To explore the effects of tumor necrosis factor-alpha (TNF-α) or methylprednisolone on the expression of interleukin-17 receptor C (IL-17RC) in rat pulmonary microvascular endothelial cells (RPMVEC). Culture RPMVEC were randomly divided into dose-dependent and time-dependent groups. In dose-dependent group, cells were cultured with TNF-α (0, 0.1, 1, 10 µg/L TNF-α) for 3 h. In time-dependent group, cells were cultured with TNF-α (10 µg/L) for 0, 1, 3, 6, 12 h. In the drug intervention group, cells were cultured with TNF-α (10 µg/L) or methylprednisolone (200 µg/L) +TNF-α (10 µg/L) for 3 h respectively.
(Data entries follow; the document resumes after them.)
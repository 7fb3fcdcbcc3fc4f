use std::path::Path;
use std::path::PathBuf;

use serde::Deserialize;
use serde::Serialize;

/// Environment variable naming the configuration file to load.
pub const CONFIG_ENV: &str = "NANO_CONFIG";

/// Configuration file looked up in the working directory.
pub const CONFIG_FILE: &str = "nano.toml";

/// Window, surface and pool settings. Every field may be omitted from the
/// TOML file; missing fields keep their defaults.
#[derive(Debug, Clone, PartialEq, Serialize, Deserialize)]
#[serde(default)]
pub struct Config
{
        pub title: String,
        pub width: u32,
        pub height: u32,
        /// MSAA samples, 1 disables multisampling.
        pub sample_count: u32,
        pub clear_color: [f64; 4],
        pub show_debug: bool,
        pub font_size: f32,
        pub ui_scale: f32,
        pub vsync: bool,
        pub max_shaders: usize,
        pub max_buffers: usize,
        pub show_start_message: bool,
}

impl Default for Config
{
        fn default() -> Self
        {
                Self {
                        title: "nano".to_owned(),
                        width: 1280,
                        height: 720,
                        sample_count: 1,
                        clear_color: [0.1, 0.1, 0.1, 1.0],
                        show_debug: false,
                        font_size: 16.0,
                        ui_scale: 1.0,
                        vsync: true,
                        max_shaders: 16,
                        max_buffers: 256,
                        show_start_message: true,
                }
        }
}

impl Config
{
        pub fn from_toml_str(text: &str) -> anyhow::Result<Self>
        {
                let config: Config = toml::from_str(text)?;

                if config.max_shaders == 0 || config.max_buffers == 0
                {
                        anyhow::bail!("max_shaders and max_buffers must be at least 1");
                }

                Ok(config)
        }

        /// Loads the file named by `NANO_CONFIG`, or `nano.toml`.
        pub fn from_file() -> anyhow::Result<Self>
        {
                let path = std::env::var_os(CONFIG_ENV)
                        .map(PathBuf::from)
                        .unwrap_or_else(|| PathBuf::from(CONFIG_FILE));

                Self::from_path(&path)
        }

        pub fn from_path(path: &Path) -> anyhow::Result<Self>
        {
                let text = std::fs::read_to_string(path)
                        .map_err(|e| anyhow::anyhow!("{}: {e}", path.display()))?;

                Self::from_toml_str(&text)
        }

        pub fn clear_color(&self) -> wgpu::Color
        {
                let [r, g, b, a] = self.clear_color;

                wgpu::Color { r, g, b, a }
        }
}
#[test]
fn vertex_buffer_slots_are_bounded()
{
        let mut device = MockDevice::new();
        let mut resources = manager();

        let shader = resources.create_shader(TRIANGLE_WGSL, None).unwrap();

        let vertex = resources
                .create_vertex_buffer(&mut device, BufferInit::zeroed::<[f32; 2]>(3), Some("quad"))
                .unwrap();

        let attributes = wgpu::vertex_attr_array![0 => Float32x2];

        for _ in 0..8
        {
                resources.bind_vertex_buffer(shader, vertex, &attributes, 8).unwrap();
        }

        assert!(matches!(
                resources.bind_vertex_buffer(shader, vertex, &attributes, 8),
                Err(NanoError::VertexBufferLimit(_, 8))
        ));
}

#[test]
fn dirty_buffers_upload_before_execution()
{
        let mut device = MockDevice::new();
        let mut resources = manager();

        let shader = resources.create_shader(DOUBLE_WGSL, None).unwrap();

        let buffer = resources
                .create_buffer(&mut device, shader, 0, 0, BufferInit::zeroed::<f32>(4))
                .unwrap();

        resources.bind_output_buffer(shader, buffer, 0, 0).unwrap();
        resources.activate(&mut device, shader, false).unwrap();

        assert!(device.writes.is_empty());

        resources.update_buffer_with(buffer, &[1.0f32, 2.0, 3.0, 4.0]).unwrap();
        assert!(resources.buffer(buffer).unwrap().is_dirty());

        resources.execute_shaders(&mut device).unwrap();
        resources.execute_shaders(&mut device).unwrap();

        assert_eq!(device.writes.len(), 1);
        assert!(!resources.buffer(buffer).unwrap().is_dirty());

        let handle = resources.buffer(buffer).unwrap().handle;
        assert_eq!(&device.contents(handle)[..16], bytemuck::cast_slice::<f32, u8>(&[1.0, 2.0, 3.0, 4.0]));
}

#[test]
fn oversized_update_is_rejected()
{
        let mut device = MockDevice::new();
        let mut resources = manager();

        let shader = resources.create_shader(DOUBLE_WGSL, None).unwrap();

        let buffer = resources
                .create_buffer(&mut device, shader, 0, 0, BufferInit::zeroed::<f32>(4))
                .unwrap();

        assert!(matches!(
                resources.update_buffer(buffer, &[0u8; 33]),
                Err(NanoError::DataTooLarge { len: 33, capacity: 32, .. })
        ));
        assert!(resources.update_buffer(buffer, &[0u8; 32]).is_ok());
}

#[test]
fn identical_source_reuses_the_shader()
{
        let mut resources = manager();

        let a = resources.create_shader(DOUBLE_WGSL, Some("a")).unwrap();
        let b = resources.create_shader(DOUBLE_WGSL, Some("b")).unwrap();

        assert_eq!(a, b);
        assert_eq!(resources.shader_count(), 1);
        assert_eq!(resources.shader(a).unwrap().label, "a");
}

#[test]
fn parse_errors_reject_the_shader()
{
        let mut resources = manager();

        let err = resources
                .create_shader("@group(9) @binding(0) var<storage> x: array<f32>; @compute fn main() {}", None)
                .unwrap_err();

        assert!(matches!(err, NanoError::Parse { .. }));
        assert_eq!(resources.shader_count(), 0);

        assert!(matches!(
                resources.create_shader("fn helper() {}", None),
                Err(NanoError::NoEntryPoints(_))
        ));
}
The expression of IL-17RC in isolated and cultured RPMVEC was identified by reverse transcription-polymerase chain reaction (RT-PCR), Western blot and immunocytochemistry. The changes of IL-17RC mRNA were detected by RT-PCR after the stimulation of RPMVEC by TNF-α or methylprednisolone. RT-PCR and Western blot revealed that IL-17RC mRNA and protein were present in RPMVEC. The product of IL-17RC immunocytochemical reaction was predominantly located in cytoplasm and cytomembrane. In RPMVEC TNF-α significantly up-regulated IL-17RC mRNA in a dose-dependent manner (0 µg/L TNF-α group: 0.241 ± 0.010, 0.1 µg/L TNF-α group: 0.372 ± 0.017, 1 µg/L TNF-α group: 0.452 ± 0.017, 10 µg/L TNF-α group: 0.643 ± 0.042, F = 33.774, P < 0.05). In time-dependent group, the expression of IL-17RC mRNA rose at 1 h (0.417 ± 0.038), peaked at 3 h (0.674 ± 0.018), then decreased gradually at 6 h (0.378 ± 0.035), but stayed higher at 12 h (0.318 ± 0.032). When compared with 0 h group (0.197 ± 0.008), there were significant differences (F = 37.903, P < 0.05). Methylprednisolone caused a marked attenuation of TNF-α-induced IL-17RC expression (0.333 ± 0.031 vs 0.660 ± 0.026, F = 89.637, P < 0.05). IL-17RC is predominantly present in cytomembrane and cytoplasm of RPMVEC. TNF-α up-regulates the expression of IL-17RC mRNA. Methylprednisolone inhibits the elevated expression of IL-17RC mRNA induced by TNF-α so as to relieve the inflammatory response of PMVEC.